Task objective: Transcribe the records below exactly as written, from the opening line through the line that contains "pub fn is_change(self)".

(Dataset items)
────────────────

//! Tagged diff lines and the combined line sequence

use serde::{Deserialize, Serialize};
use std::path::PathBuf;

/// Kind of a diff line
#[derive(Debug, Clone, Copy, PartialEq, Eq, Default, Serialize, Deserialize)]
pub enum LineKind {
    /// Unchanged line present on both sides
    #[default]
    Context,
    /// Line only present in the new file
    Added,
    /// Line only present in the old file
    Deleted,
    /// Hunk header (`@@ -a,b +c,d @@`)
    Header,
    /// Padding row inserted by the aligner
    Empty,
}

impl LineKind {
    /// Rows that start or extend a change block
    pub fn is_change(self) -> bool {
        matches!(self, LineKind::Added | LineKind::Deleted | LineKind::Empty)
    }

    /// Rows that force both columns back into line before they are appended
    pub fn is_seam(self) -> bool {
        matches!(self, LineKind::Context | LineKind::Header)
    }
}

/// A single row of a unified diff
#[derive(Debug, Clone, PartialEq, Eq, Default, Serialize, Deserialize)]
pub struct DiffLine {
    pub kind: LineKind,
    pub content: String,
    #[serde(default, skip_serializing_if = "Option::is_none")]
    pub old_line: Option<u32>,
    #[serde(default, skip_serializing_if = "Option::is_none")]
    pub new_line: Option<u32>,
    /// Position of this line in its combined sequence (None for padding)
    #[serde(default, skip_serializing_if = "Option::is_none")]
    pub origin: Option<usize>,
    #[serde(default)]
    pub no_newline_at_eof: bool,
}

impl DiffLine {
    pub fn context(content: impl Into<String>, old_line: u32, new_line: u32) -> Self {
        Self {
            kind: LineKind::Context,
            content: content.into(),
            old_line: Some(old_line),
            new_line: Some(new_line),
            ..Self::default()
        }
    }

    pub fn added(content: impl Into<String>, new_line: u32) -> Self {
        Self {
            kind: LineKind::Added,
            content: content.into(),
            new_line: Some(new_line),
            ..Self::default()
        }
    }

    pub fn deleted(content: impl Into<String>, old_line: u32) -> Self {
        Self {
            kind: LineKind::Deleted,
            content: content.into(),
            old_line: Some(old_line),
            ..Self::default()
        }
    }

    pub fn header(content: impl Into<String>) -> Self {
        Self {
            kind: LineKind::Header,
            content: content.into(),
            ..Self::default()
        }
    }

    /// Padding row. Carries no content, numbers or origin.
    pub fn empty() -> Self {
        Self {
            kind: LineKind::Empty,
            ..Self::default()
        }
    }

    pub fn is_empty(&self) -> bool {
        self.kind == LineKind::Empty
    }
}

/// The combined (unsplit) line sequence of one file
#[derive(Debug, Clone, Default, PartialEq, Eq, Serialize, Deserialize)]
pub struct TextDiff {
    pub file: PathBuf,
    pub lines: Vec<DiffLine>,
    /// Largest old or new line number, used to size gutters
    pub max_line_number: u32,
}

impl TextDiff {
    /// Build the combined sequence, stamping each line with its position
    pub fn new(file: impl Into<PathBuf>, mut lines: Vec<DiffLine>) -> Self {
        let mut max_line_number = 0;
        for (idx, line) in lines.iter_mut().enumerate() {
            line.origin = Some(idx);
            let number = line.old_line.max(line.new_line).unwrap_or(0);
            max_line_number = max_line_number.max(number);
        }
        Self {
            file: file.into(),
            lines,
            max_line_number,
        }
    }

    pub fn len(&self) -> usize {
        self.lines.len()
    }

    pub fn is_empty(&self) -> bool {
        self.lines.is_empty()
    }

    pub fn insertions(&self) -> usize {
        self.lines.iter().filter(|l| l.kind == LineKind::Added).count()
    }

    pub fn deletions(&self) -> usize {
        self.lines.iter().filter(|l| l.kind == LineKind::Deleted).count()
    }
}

────────────────

Response area:
//! Tagged diff lines and the combined line sequence

use serde::{Deserialize, Serialize};
use std::path::PathBuf;

/// Kind of a diff line
#[derive(Debug, Clone, Copy, PartialEq, Eq, Default, Serialize, Deserialize)]
pub enum LineKind {
    /// Unchanged line present on both sides
    #[default]
    Context,
    /// Line only present in the new file
    Added,
    /// Line only present in the old file
    Deleted,
    /// Hunk header (`@@ -a,b +c,d @@`)
    Header,
    /// Padding row inserted by the aligner
    Empty,
}

impl LineKind {
    /// Rows that start or extend a change block
    pub fn is_change(self) -> bool {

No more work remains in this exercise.